- _WHAT YOU WILL DO_: Read each line of the material and note whether it contains "markdown". Give the number of such lines and nothing else.

====

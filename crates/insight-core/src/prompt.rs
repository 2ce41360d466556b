//! Prompt composition.
//!
//! A prompt is the caller's context blocks (employee rosters, review scores,
//! and so on) followed by the user's question wrapped in an instruction that
//! asks for a detailed, actionable, markdown-formatted answer.

use crate::error::Result;
use minijinja::{Environment, context};
use serde::{Deserialize, Serialize};

/// Built-in template. Receives `blocks` (list of `{label, data}`) and `query`.
pub const DEFAULT_TEMPLATE: &str = r#"You are an HR analytics assistant helping a manager understand employee performance.
Use only the data below to answer.
{% for block in blocks %}
{{ block.label }}:
{{ block.data }}
{% endfor %}
User question: {{ query }}

Please provide a detailed, actionable answer based on the data above.
- Reference specific employees, teams and metrics where relevant
- Highlight trends, risks and concrete recommendations
- Format the response in markdown using headings (##), bullet lists (-) and **bold** for key figures"#;

/// A labelled block of caller-supplied data.
#[derive(Debug, Clone, PartialEq, Eq, Serialize, Deserialize)]
pub struct ContextBlock {
    pub label: String,
    pub data: String,
}

impl ContextBlock {
    pub fn new(label: impl Into<String>, data: impl Into<String>) -> Self {
        Self {
            label: label.into(),
            data: data.into(),
        }
    }

    /// Builds a block whose data is `value` as pretty-printed JSON.
    pub fn json<T: Serialize + ?Sized>(label: impl Into<String>, value: &T) -> Result<Self> {
        Ok(Self::new(label, serde_json::to_string_pretty(value)?))
    }
}

/// Ordered context blocks included in every prompt.
#[derive(Debug, Clone, Default, PartialEq, Eq)]
pub struct PromptContext {
    blocks: Vec<ContextBlock>,
}

impl PromptContext {
    pub fn new() -> Self {
        Self::default()
    }

    pub fn with_block(mut self, block: ContextBlock) -> Self {
        self.blocks.push(block);
        self
    }

    pub fn push(&mut self, block: ContextBlock) {
        self.blocks.push(block);
    }

    pub fn blocks(&self) -> &[ContextBlock] {
        &self.blocks
    }

    pub fn is_empty(&self) -> bool {
        self.blocks.is_empty()
    }
}

/// Renders the prompt template.
pub struct PromptBuilder {
    env: Environment<'static>,
    template: String,
}

impl PromptBuilder {
    pub fn new() -> Self {
        Self::with_template(DEFAULT_TEMPLATE)
    }

    pub fn with_template(template: impl Into<String>) -> Self {
        Self {
            env: Environment::new(),
            template: template.into(),
        }
    }

    /// Composes the full prompt for `query`.
    pub fn compose(&self, context: &PromptContext, query: &str) -> Result<String> {
        let prompt = self.env.render_str(
            &self.template,
            context! {
                blocks => context.blocks(),
                query => query,
            },
        )?;
        Ok(prompt)
    }
}

impl Default for PromptBuilder {
    fn default() -> Self {
        Self::new()
    }
}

====

- _RESPONSE AREA_: 2